There was no correlation between ATP measurements and culture results (Table 1). This result corresponds to the findings of Batailler et al, ^{Reference Batailler, Saviuc, Picot-Gueraud, Bosson and Mallaret5} who concluded that ATP cannot be used as an alternative to microbiological tests for monitoring endoscope reprocessing. The Aquasnap Total test (Hygiena, Camarillo, CA) detects ATP from bacteria in addition to all other biological sources (organic residues) of ATP. Because CFU and relative light unit (RLU) values are determined using different test methods and measure different substances, we expect that RLU values do not consistently correlate with CFUs.

Culture results showed that mean yield from soiled PTFE tubes was lowest when the tube was cleaned with the Push&Pull brush. However, differences in mean CFU count did not reach statistical significance. The difference in CFU count can be presumed to not be clinically relevant either. Recovery in CFU/100 mL was calculated from the mean yield per brush type relative to the positive control, which did not undergo any reprocessing. These results are consistent with previous findings in literature that manual cleaning removes >99% of the bioburden from the endoscope. ^{Reference Garces3} Our study confirms the paramount importance of manual cleaning.

A fourth type of brush is a simple brush (Olympus). The design of the simple brush is basically a half DCB (with the brush part only on 1 side). Because the DCB had already showed inferior results to the 2 other brushes, we did not think it would be useful to include these in a further comparison.

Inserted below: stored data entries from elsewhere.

//! Offline operation queue.
//!
//! Write-intents that cannot reach the remote store are buffered here and
//! replayed later.
//!
//! Features:
//! - Durable FIFO queue keyed by generated operation IDs
//! - Retry accounting against a configurable ceiling
//! - Single-flight drain that replays oldest first
//! - Write-through helper that falls back to the queue

pub mod executor;
pub mod operation;
pub mod queue;

pub use executor::{
    submit, DrainConfig, DrainEntry, DrainOutcome, DrainReport, Drainer, RemoteStore, Submission,
};
pub use operation::{sort_chronologically, Collection, OperationKind, QueuedOperation};
pub use queue::{OperationQueue, QueueStats, DEFAULT_MAX_RETRIES};
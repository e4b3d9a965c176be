//! Schema migrations for the fieldlog store.
//!
//! Each migration upgrades the schema by one version and only ever adds
//! structure. Migrations run automatically when the store is opened.

use rusqlite::Connection;

use crate::error::FieldlogError;

/// Current schema version.
pub const CURRENT_VERSION: i32 = 1;

/// Get the current schema version from the database.
///
/// Returns 0 if no version has been set (new database).
pub fn get_version(conn: &Connection) -> Result<i32, FieldlogError> {
    conn.query_row("PRAGMA user_version", [], |row| row.get(0))
        .map_err(|e| FieldlogError::StorageUnavailable(format!("Failed to get schema version: {e}")))
}

fn set_version(conn: &Connection, version: i32) -> Result<(), FieldlogError> {
    conn.execute_batch(&format!("PRAGMA user_version = {version};"))
        .map_err(|e| FieldlogError::StorageUnavailable(format!("Failed to set schema version: {e}")))
}

/// Run all pending migrations.
pub fn run(conn: &Connection) -> Result<(), FieldlogError> {
    let current = get_version(conn)?;

    if current >= CURRENT_VERSION {
        return Ok(());
    }

    for version in (current + 1)..=CURRENT_VERSION {
        tracing::info!(version, "Applying store migration");
        run_migration(conn, version)?;
        set_version(conn, version)?;
    }

    Ok(())
}

fn run_migration(conn: &Connection, version: i32) -> Result<(), FieldlogError> {
    match version {
        1 => migrate_v1(conn),
        _ => Err(FieldlogError::StorageUnavailable(format!(
            "Unknown migration version: {version}"
        ))),
    }
}

/// Migration v1: the two record sets.
///
/// - `operations`: queued write-intents, keyed by id, insertion order kept in `rowid`
/// - `cache`: last-known-good read snapshots, keyed by caller-chosen key
fn migrate_v1(conn: &Connection) -> Result<(), FieldlogError> {
    conn.execute_batch(
        r"
        CREATE TABLE IF NOT EXISTS operations (
            id TEXT PRIMARY KEY NOT NULL,
            type TEXT NOT NULL,
            collection TEXT NOT NULL,
            data TEXT NOT NULL,
            timestamp INTEGER NOT NULL,
            retries INTEGER NOT NULL DEFAULT 0
        );

        CREATE INDEX IF NOT EXISTS idx_operations_timestamp
        ON operations(timestamp);

        CREATE INDEX IF NOT EXISTS idx_operations_collection
        ON operations(collection);

        CREATE TABLE IF NOT EXISTS cache (
            key TEXT PRIMARY KEY NOT NULL,
            data TEXT NOT NULL,
            timestamp INTEGER NOT NULL
        );
        ",
    )
    .map_err(|e| FieldlogError::StorageUnavailable(format!("Migration v1 failed: {e}")))
}
//! Feature implementations for fieldlog.
//!
//! - Offline operation queue and its drain
//! - Read cache with offline fallback

pub mod cache;
pub mod sync;
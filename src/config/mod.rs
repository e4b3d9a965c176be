//! Configuration management for fieldlog.
//!
//! This module handles loading and saving configuration from `~/.fieldlog/`.

mod paths;
mod settings;

pub use paths::Paths;
pub use settings::{CacheConfig, Config, GeneralConfig, QueueConfig};
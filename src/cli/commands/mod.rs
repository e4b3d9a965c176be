//! Command implementations for fieldlog.
//!
//! Each command returns the text to print, already formatted for the
//! requested output format.

mod cache;
mod config;
mod queue;

pub use cache::cache;
pub use config::config;
pub use queue::queue;
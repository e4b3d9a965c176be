use chrono::Duration;
use colored::Colorize;

use crate::features::cache::CacheEntry;
use crate::features::sync::{QueueStats, QueuedOperation};

const PREVIEW_LEN: usize = 40;

/// Format queued operations as a pretty table
pub fn format_operations_pretty(
    operations: &[QueuedOperation],
    title: &str,
    max_retries: u32,
) -> String {
    if operations.is_empty() {
        return format!("{title} (0 items)\n  No operations queued");
    }

    let mut output = format!("{} ({} items)\n", title, operations.len());
    output.push_str(&"─".repeat(72));
    output.push('\n');
    output.push_str(&format!(
        "{:<24} {:<7} {:<13} {:<17} {}\n",
        "ID", "Type", "Collection", "Created", "Retries"
    ));
    output.push_str(&"─".repeat(72));
    output.push('\n');

    for op in operations {
        let retries = format!("{}/{}", op.retries, max_retries);
        let retries = if op.is_exhausted(max_retries) {
            retries.red().to_string()
        } else if op.retries > 0 {
            retries.yellow().to_string()
        } else {
            retries
        };

        output.push_str(&format!(
            "{:<24} {:<7} {:<13} {:<17} {}\n",
            op.id,
            op.kind.as_str(),
            op.collection.as_str(),
            op.created_at().format("%Y-%m-%d %H:%M").to_string(),
            retries
        ));
    }

    output
}

/// Format a single queued operation as pretty output
pub fn format_operation_pretty(op: &QueuedOperation, max_retries: u32) -> String {
    let mut output = format!("{} {}\n", op.kind.as_str().bold(), op.collection);
    output.push_str(&format!("  {}: {}\n", "ID".dimmed(), op.id));
    output.push_str(&format!(
        "  {}: {}\n",
        "Created".dimmed(),
        op.created_at().format("%Y-%m-%d %H:%M:%S")
    ));

    let retries = format!("{}/{}", op.retries, max_retries);
    if op.is_exhausted(max_retries) {
        output.push_str(&format!(
            "  {}: {} {}\n",
            "Retries".dimmed(),
            retries.red(),
            "(exhausted)".red()
        ));
    } else {
        output.push_str(&format!("  {}: {}\n", "Retries".dimmed(), retries));
    }

    if let Some(target) = op.target_id() {
        output.push_str(&format!("  {}: {}\n", "Target".dimmed(), target));
    }

    let data = serde_json::to_string_pretty(&op.data).unwrap_or_else(|_| op.data.to_string());
    output.push_str(&format!("  {}:\n", "Data".dimmed()));
    for line in data.lines() {
        output.push_str(&format!("    {line}\n"));
    }

    output
}

/// Format queue statistics as pretty output
pub fn format_stats_pretty(stats: &QueueStats) -> String {
    let mut lines = Vec::new();

    lines.push("Operation Queue Status".bold().to_string());
    lines.push("─".repeat(40));

    lines.push(format!(
        "  Pending:    {} {}",
        stats.pending,
        if stats.pending > 0 {
            "operations waiting".dimmed()
        } else {
            "".dimmed()
        }
    ));

    lines.push(format!(
        "  Exhausted:  {} {}",
        stats.exhausted,
        if stats.exhausted > 0 {
            format!("reached {} retries", stats.max_retries).red()
        } else {
            "".normal()
        }
    ));

    if let Some(oldest) = stats.oldest_pending {
        let age = chrono::Utc::now().signed_duration_since(oldest);
        lines.push(format!("  Oldest:     {}", format_age(age).dimmed()));
    }

    if !stats.by_collection.is_empty() {
        lines.push(String::new());
        for (collection, count) in &stats.by_collection {
            lines.push(format!("  {:<13} {}", collection.as_str(), count));
        }
    }

    lines.join("\n")
}

/// Format cache entries as a pretty table
pub fn format_cache_entries_pretty(entries: &[CacheEntry], stale_after: Duration) -> String {
    if entries.is_empty() {
        return "Cache (0 entries)\n  Nothing cached".to_string();
    }

    let mut output = format!("Cache ({} entries)\n", entries.len());
    output.push_str(&"─".repeat(60));
    output.push('\n');

    for entry in entries {
        // Pad before colorizing; escape codes defeat width specifiers
        let key = format!("{:<24}", entry.key).bold();
        let age = format_age(entry.age());
        let age = if entry.is_stale(stale_after) {
            let age = format!("{age} (stale)");
            format!("{age:<22}").yellow()
        } else {
            format!("{age:<22}").dimmed()
        };

        output.push_str(&format!(
            "{key} {age} {}\n",
            preview(&entry.data.to_string()).dimmed()
        ));
    }

    output
}

/// Format a single cache entry as pretty output
pub fn format_cache_entry_pretty(entry: &CacheEntry, stale_after: Duration) -> String {
    let mut output = format!("{}\n", entry.key.bold());

    let cached = format!(
        "{} ({})",
        entry.cached_at().format("%Y-%m-%d %H:%M:%S"),
        format_age(entry.age())
    );
    if entry.is_stale(stale_after) {
        output.push_str(&format!("  {}: {}\n", "Cached".dimmed(), cached.yellow()));
    } else {
        output.push_str(&format!("  {}: {}\n", "Cached".dimmed(), cached));
    }

    let data =
        serde_json::to_string_pretty(&entry.data).unwrap_or_else(|_| entry.data.to_string());
    output.push_str(&format!("  {}:\n", "Data".dimmed()));
    for line in data.lines() {
        output.push_str(&format!("    {line}\n"));
    }

    output
}

/// Describe an age relative to now
pub fn format_age(age: Duration) -> String {
    if age.num_days() > 0 {
        format!("{} days ago", age.num_days())
    } else if age.num_hours() > 0 {
        format!("{} hours ago", age.num_hours())
    } else if age.num_minutes() > 0 {
        format!("{} minutes ago", age.num_minutes())
    } else {
        "just now".to_string()
    }
}

fn preview(text: &str) -> String {
    if text.chars().count() > PREVIEW_LEN {
        let cut: String = text.chars().take(PREVIEW_LEN - 3).collect();
        format!("{cut}...")
    } else {
        text.to_string()
    }
}
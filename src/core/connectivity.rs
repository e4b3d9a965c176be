//! Connectivity signal supplied by the host.
//!
//! Nothing in this crate watches the network. Callers pass the last known
//! state in, and drains are triggered from outside.

use serde::{Deserialize, Serialize};

/// Last known reachability of the remote store.
#[derive(Debug, Clone, Copy, Default, PartialEq, Eq, Serialize, Deserialize)]
#[serde(rename_all = "lowercase")]
pub enum Connectivity {
    /// The remote store is believed reachable.
    #[default]
    Online,
    /// The remote store is known to be unreachable.
    Offline,
}

impl Connectivity {
    /// Whether a remote call is worth attempting.
    #[must_use]
    pub const fn is_online(self) -> bool {
        matches!(self, Self::Online)
    }
}

impl From<bool> for Connectivity {
    fn from(online: bool) -> Self {
        if online {
            Self::Online
        } else {
            Self::Offline
        }
    }
}
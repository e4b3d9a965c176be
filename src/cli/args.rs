use clap::{Args, Parser, Subcommand, ValueEnum};
use serde::{Deserialize, Serialize};

use crate::features::sync::{Collection, OperationKind};

#[derive(Parser)]
#[command(name = "fieldlog")]
#[command(about = "Offline operation queue and read cache for the field service log")]
#[command(long_about = "fieldlog - offline queue and cache inspector

Writes made while the device is offline are kept in a local queue and
replayed against the remote store once connectivity returns. Reads are
cached so the last-known-good data can be shown offline.

QUICK START:
  fieldlog queue status                      Show queue health
  fieldlog queue list --chronological        List operations oldest first
  fieldlog cache list                        Show cached snapshots

OUTPUT FORMATS:
  --output pretty    Human-readable colored output (default)
  --output json      Machine-readable JSON for scripting

For more information on a specific command, run:
  fieldlog <command> --help")]
#[command(version, propagate_version = true)]
pub struct Cli {
    /// Output format for command results
    ///
    /// Defaults to `general.default_output` from the config file.
    #[arg(short, long, value_enum, global = true)]
    pub output: Option<OutputFormat>,

    #[command(subcommand)]
    pub command: Commands,
}

/// Output format for command results.
#[derive(ValueEnum, Clone, Copy, Debug, Default, PartialEq, Eq, Serialize, Deserialize)]
#[serde(rename_all = "lowercase")]
pub enum OutputFormat {
    /// Human-readable colored output.
    #[default]
    Pretty,
    /// Machine-readable JSON output.
    Json,
}

#[derive(Subcommand)]
pub enum Commands {
    /// Inspect and manage the offline operation queue
    Queue(QueueArgs),

    /// Inspect and manage the read cache
    Cache(CacheArgs),

    /// Show the effective configuration
    Config(ConfigArgs),
}

/// Arguments for the operation queue.
#[derive(Args)]
pub struct QueueArgs {
    #[command(subcommand)]
    pub command: QueueCommands,
}

/// Operation queue subcommands.
#[derive(Subcommand)]
pub enum QueueCommands {
    /// Show queue status
    ///
    /// Displays pending and exhausted operation counts per collection.
    Status,

    /// List queued operations
    ///
    /// Operations are shown in the order they were queued.
    List {
        /// Only show operations for this collection
        #[arg(long, short = 'c')]
        collection: Option<Collection>,

        /// Sort by creation time, oldest first
        #[arg(long)]
        chronological: bool,
    },

    /// Show a single queued operation
    Show {
        /// Operation ID
        id: String,
    },

    /// Queue an operation for later replay
    ///
    /// # Examples
    ///
    ///   fieldlog queue add --type create --collection reports --data '{"hours": 5}'
    ///   fieldlog queue add --type delete --collection goals --data '"goal-1"'
    Add {
        /// Operation type (create, update, delete)
        #[arg(long = "type", short = 't')]
        kind: OperationKind,

        /// Target collection (reports, bibleStudies, goals)
        #[arg(long, short = 'c')]
        collection: Collection,

        /// Payload as JSON
        #[arg(long, short = 'd', default_value = "{}")]
        data: String,
    },

    /// Remove an operation from the queue
    ///
    /// Removing an operation that is not queued succeeds.
    Remove {
        /// Operation ID
        id: String,
    },

    /// Record a failed replay attempt for an operation
    Fail {
        /// Operation ID
        id: String,
    },

    /// Remove operations in bulk
    Purge {
        /// Remove operations that have used up their retries
        #[arg(long, conflicts_with = "all")]
        exhausted: bool,

        /// Remove every queued operation
        #[arg(long)]
        all: bool,

        /// Confirm removal of all operations
        #[arg(long)]
        force: bool,
    },
}

/// Arguments for the read cache.
#[derive(Args)]
pub struct CacheArgs {
    #[command(subcommand)]
    pub command: CacheCommands,
}

/// Read cache subcommands.
#[derive(Subcommand)]
pub enum CacheCommands {
    /// Store a snapshot, replacing any previous one
    Put {
        /// Cache key
        key: String,

        /// Snapshot as JSON
        data: String,
    },

    /// Show the snapshot stored under a key
    Get {
        /// Cache key
        key: String,
    },

    /// List cached snapshots
    List,

    /// Remove a single snapshot
    Remove {
        /// Cache key
        key: String,
    },

    /// Remove every snapshot
    Clear,
}

/// Arguments for configuration.
#[derive(Args)]
pub struct ConfigArgs {
    #[command(subcommand)]
    pub command: ConfigCommands,
}

/// Configuration subcommands.
#[derive(Subcommand)]
pub enum ConfigCommands {
    /// Show the effective configuration
    Show,

    /// Show where configuration and data are stored
    Path,
}

#[cfg(test)]
mod tests {
    use super::*;
    use clap::CommandFactory;

    #[test]
    fn test_cli_verify() {
        Cli::command().debug_assert();
    }

    #[test]
    fn test_cli_output_format_unset() {
        let cli = Cli::try_parse_from(["fieldlog", "queue", "status"]).unwrap();
        assert!(cli.output.is_none());
    }

    #[test]
    fn test_cli_output_format_short() {
        let cli = Cli::try_parse_from(["fieldlog", "-o", "json", "queue", "status"]).unwrap();
        assert_eq!(cli.output, Some(OutputFormat::Json));
    }

    #[test]
    fn test_cli_output_format_global() {
        let cli = Cli::try_parse_from(["fieldlog", "cache", "list", "--output", "json"]).unwrap();
        assert_eq!(cli.output, Some(OutputFormat::Json));
    }

    #[test]
    fn test_cli_queue_add() {
        let cli = Cli::try_parse_from([
            "fieldlog",
            "queue",
            "add",
            "--type",
            "update",
            "--collection",
            "bibleStudies",
            "--data",
            r#"{"id": "s1"}"#,
        ])
        .unwrap();

        let Commands::Queue(args) = cli.command else {
            panic!("Expected Queue command");
        };
        let QueueCommands::Add {
            kind,
            collection,
            data,
        } = args.command
        else {
            panic!("Expected Add subcommand");
        };
        assert_eq!(kind, OperationKind::Update);
        assert_eq!(collection, Collection::BibleStudies);
        assert_eq!(data, r#"{"id": "s1"}"#);
    }

    #[test]
    fn test_cli_queue_add_default_data() {
        let cli = Cli::try_parse_from([
            "fieldlog", "queue", "add", "-t", "create", "-c", "goals",
        ])
        .unwrap();

        if let Commands::Queue(QueueArgs {
            command: QueueCommands::Add { data, .. },
        }) = cli.command
        {
            assert_eq!(data, "{}");
        } else {
            panic!("Expected Add subcommand");
        }
    }

    #[test]
    fn test_cli_queue_add_rejects_unknown_type() {
        let result = Cli::try_parse_from([
            "fieldlog", "queue", "add", "-t", "upsert", "-c", "goals",
        ]);
        assert!(result.is_err());
    }

    #[test]
    fn test_cli_queue_list_filters() {
        let cli = Cli::try_parse_from([
            "fieldlog",
            "queue",
            "list",
            "--collection",
            "reports",
            "--chronological",
        ])
        .unwrap();

        if let Commands::Queue(QueueArgs {
            command:
                QueueCommands::List {
                    collection,
                    chronological,
                },
        }) = cli.command
        {
            assert_eq!(collection, Some(Collection::Reports));
            assert!(chronological);
        } else {
            panic!("Expected List subcommand");
        }
    }

    #[test]
    fn test_cli_queue_purge_conflict() {
        let result = Cli::try_parse_from([
            "fieldlog",
            "queue",
            "purge",
            "--exhausted",
            "--all",
        ]);
        assert!(result.is_err());
    }

    #[test]
    fn test_cli_cache_put() {
        let cli = Cli::try_parse_from(["fieldlog", "cache", "put", "goals", "[]"]).unwrap();

        if let Commands::Cache(CacheArgs {
            command: CacheCommands::Put { key, data },
        }) = cli.command
        {
            assert_eq!(key, "goals");
            assert_eq!(data, "[]");
        } else {
            panic!("Expected Put subcommand");
        }
    }

    #[test]
    fn test_output_format_default() {
        assert!(matches!(OutputFormat::default(), OutputFormat::Pretty));
    }
}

In 2007, Charlton also compared the cleaning efficacy of different brushes. Efficacy was tested by applying a simulated blood soil to a lumen and comparing the weight difference before and after cleaning. In contrast to our study, which examined microbiological growth. Charlton concluded that the PULL THRU device was found to offer a consistently significant improvement in soil removal. ^{Reference Charlton6} He hypothesized this is because the wiper element design of the PULL THRU device provides a complete circumferential seal in the lumen channel. ^{Reference Charlton6}

In Belgium, the authorities have issued guidelines for endoscope reprocessing. ² The guidelines state that the brushes used for manual cleaning are preferably single use, without other specifications. The European guidelines recommend brushing of all accessible channels using flexible, purpose-designed brushes. The size and type of cleaning brush must be matched appropriately to the size and type of endoscope channels to ensure contact with channel walls. In our study, PTFE tubes close to the actual size of endoscope channels were used. To ensure maximum effectiveness of cleaning and to avoid tissue carryover, the European Society of Gastrointestinal Endoscopy (ESGE) and the European Society of Gastroenterology and Endoscopy Nurses and Associates (ESGENA) recommend the use of single-use brushes because they have undamaged bristles without any tissue remnants from previous examinations. ^{Reference Beilenhoff, Neumann, Rey, Biering, Blum and Schmidt7} In the United States, the guidelines state to flush and brush all accessible channels with a brush appropriate for the size of the endoscope channel to remove all organic (eg, blood, tissue) and other residues. They also recommend that cleaning items should be disposable or thoroughly cleaned and disinfected or sterilized between uses. ^{Reference Petersen, Chennat and Cohen8}

This study has several limitations. Our manually soiled PTFE tubes did not contain a biofilm in the sense of Michelle Alfa’s definition. ^{Reference Alfa and Howie9} The “buildup biofilm” in endoscopes develops as a result of cyclical exposure to wet and dry phases during use and reprocessing. Because certain cleaning devices may compound the accretion of residual soil by causing surface abrasion or grooving of the lumen wall, additional research to address this issue could yield helpful insights. ^{Reference Beilenhoff, Neumann, Rey, Biering, Blum and Schmidt7} Furthermore, the conclusion of our study is not necessarily generalizable for several reasons. Experiments were only performed at a single hospital site by 1 person, and only endoscope models were used. A future larger study could include different types of endoscopes from different manufacturers in a real-life hospital setting.